Now as I sit here and continue to type about the horrors of technology just like I have for the past 6 other blog posts, everyone in their right mind knows that you can’t just give it up and run away from all phones, app, social media and technology, it’s not possible in today’s society, but Newport does reveal a way to think about in terms of deep work. 

“The problem with this binary response to this issue is that these two choices are much too crude to be useful. The notion that you would quit the Internet is, of course, an overstuffed straw man, infeasible for most… and this reality provides justification for remaining with the only offered alternative: accepting our current distracted state as inevitable,” (Newport 183). As of this moment the first option is how most analysts and deep thinkers believe people should live their lives, void of technology. And the second option is how most people who have to make a living in these time period feel, because at this rate it’s working for them and they all think the world is screwed already, but as I mentioned earlier Newport does believe there is a third option. 

“This rule attempts to break us out of this rut by proposing a third option: accepting that these tools are not inherently evil, and that some of them might be quite vital to your success and happiness, but at the same time also accepting that the threshold for allowing a site regular access to your time and attention should be much more stringent,” (Newport 184). 

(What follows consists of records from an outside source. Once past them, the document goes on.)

//! Spinners for slow operations

use std::future::Future;
use std::time::Duration;

use indicatif::{ProgressBar, ProgressStyle};

use crate::cli::OutputFormat;

/// Spinner on stderr, hidden for JSON output.
///
/// indicatif draws nothing when stderr is not a terminal.
pub fn spinner(message: &str, format: OutputFormat) -> ProgressBar {
    if !format.is_human() {
        return ProgressBar::hidden();
    }

    let pb = ProgressBar::new_spinner();
    if let Ok(style) = ProgressStyle::with_template("{spinner:.cyan} {msg}") {
        pb.set_style(style);
    }
    pb.set_message(message.to_string());
    pb.enable_steady_tick(Duration::from_millis(100));
    pb
}

/// Run `fut` behind a spinner, clearing it when done.
pub async fn with_spinner<T>(message: &str, format: OutputFormat, fut: impl Future<Output = T>) -> T {
    let pb = spinner(message, format);
    let out = fut.await;
    pb.finish_and_clear();
    out
}
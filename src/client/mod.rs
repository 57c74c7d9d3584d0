//! Hydrate API client

pub mod api;
pub mod fallback;
pub mod hydrate;
#[cfg(test)]
pub mod mock;
pub mod models;

pub use api::{AuthApi, HydrateApi, WaterApi};
pub use hydrate::{DEFAULT_API_HOST, HydrateClient};
#[cfg(test)]
pub use mock::MockHydrateClient;
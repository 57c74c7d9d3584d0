//! Offline mirror of the water API
//!
//! Used when there is no signed-in session. Every operation returns the same
//! types, field sets and totals as the matching API call, computed from logs
//! kept in local SQLite storage.

pub mod aggregate;
pub mod storage;

use chrono::{DateTime, Utc};

use crate::client::models::{
    DEFAULT_GOAL_AMOUNT, DailyWaterLog, DateRange, Goal, StatsPeriod, Streak, WaterLog,
    WaterStats, normalize_amount,
};
use crate::error::StoreError;

pub use aggregate::LOCAL_ID;
pub use storage::MirrorStorage;

type Result<T> = std::result::Result<T, StoreError>;

/// Local stand-in for the water API
pub struct LocalMirror {
    storage: MirrorStorage,
}

impl LocalMirror {
    pub fn new(storage: MirrorStorage) -> Self {
        Self { storage }
    }

    /// Open the mirror at the default data location
    pub fn open() -> Result<Self> {
        Ok(Self::new(MirrorStorage::open()?))
    }

    /// Number of logs recorded locally
    pub fn log_count(&self) -> Result<usize> {
        self.storage.log_count()
    }

    /// Record an intake event at `now`.
    pub fn log_water(
        &self,
        amount: u32,
        notes: Option<String>,
        now: DateTime<Utc>,
    ) -> Result<WaterLog> {
        let log = WaterLog {
            id: uuid::Uuid::new_v4().to_string(),
            user_id: LOCAL_ID.to_string(),
            timestamp: now,
            amount: normalize_amount(amount),
            notes: notes.filter(|n| !n.trim().is_empty()),
        };
        self.storage.insert_log(&log)?;
        log::debug!("Logged {} locally", log.amount);
        Ok(log)
    }

    /// Logs for the UTC day containing `now`
    pub fn today_logs(&self, now: DateTime<Utc>) -> Result<DailyWaterLog> {
        let today = now.date_naive();
        let logs = self.storage.logs_between(today, today)?;
        Ok(aggregate::daily_log(today, logs))
    }

    pub fn streak(&self, now: DateTime<Utc>) -> Result<Streak> {
        let days = self.storage.logged_days()?;
        Ok(aggregate::streak(&days, now))
    }

    /// Stored goal, persisting the default on first read.
    pub fn goal(&self, now: DateTime<Utc>) -> Result<Goal> {
        let (goal_amount, updated_at) = match self.storage.goal()? {
            Some(stored) => stored,
            None => {
                self.storage.set_goal(DEFAULT_GOAL_AMOUNT, now)?;
                (DEFAULT_GOAL_AMOUNT, now)
            }
        };
        Ok(local_goal(goal_amount, updated_at))
    }

    pub fn set_goal(&self, goal_amount: u32, now: DateTime<Utc>) -> Result<Goal> {
        if goal_amount == 0 {
            return Err(StoreError::Invalid("goal must be at least 1".to_string()));
        }
        self.storage.set_goal(goal_amount, now)?;
        Ok(local_goal(goal_amount, now))
    }

    /// One entry per day in the range, oldest first.
    pub fn history(&self, range: &DateRange) -> Result<Vec<DailyWaterLog>> {
        if range.start_date > range.end_date {
            return Err(StoreError::Invalid(format!(
                "start date {} is after end date {}",
                range.start_date, range.end_date
            )));
        }
        let logs = self.storage.logs_between(range.start_date, range.end_date)?;
        Ok(aggregate::history(range, logs))
    }

    /// Per-day totals for the period containing `now`.
    pub fn stats(&self, period: StatsPeriod, now: DateTime<Utc>) -> Result<WaterStats> {
        let range = period.bounds(now.date_naive());
        let logs = self.storage.logs_between(range.start_date, range.end_date)?;
        Ok(aggregate::stats(period, &range, &logs))
    }

    /// Delete all local data, returning the number of logs removed.
    pub fn reset(&self) -> Result<usize> {
        self.storage.clear_all()
    }
}

fn local_goal(goal_amount: u32, updated_at: DateTime<Utc>) -> Goal {
    Goal {
        goal_amount,
        id: LOCAL_ID.to_string(),
        user_id: LOCAL_ID.to_string(),
        updated_at,
    }
}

So after all these weeks of blog writing and all these articles screaming the voice of doom about the overuse of technology and that unless you stop your ability to ever accomplish anything deep and meaningful is over, were nothing. In the end, quitting won’t help, but neither will doing nothing. Overall the answer to most people’s issues is moderation, balance and being conscious of your choices. We are able to stop ourselves from being robbed of our time and attention every time we use our phones we just have to be mindful. 

Have I Actually Learned Anything?

Reflection and Review, that’s the theme of the week as we look back and see what we’ve been able to learn so far from this course and from our exhaustive deep work that we chronicle on these blog posts. So that’s the big question, have I actually learned anything? The answer is yes, to my surprise I have actually learned something.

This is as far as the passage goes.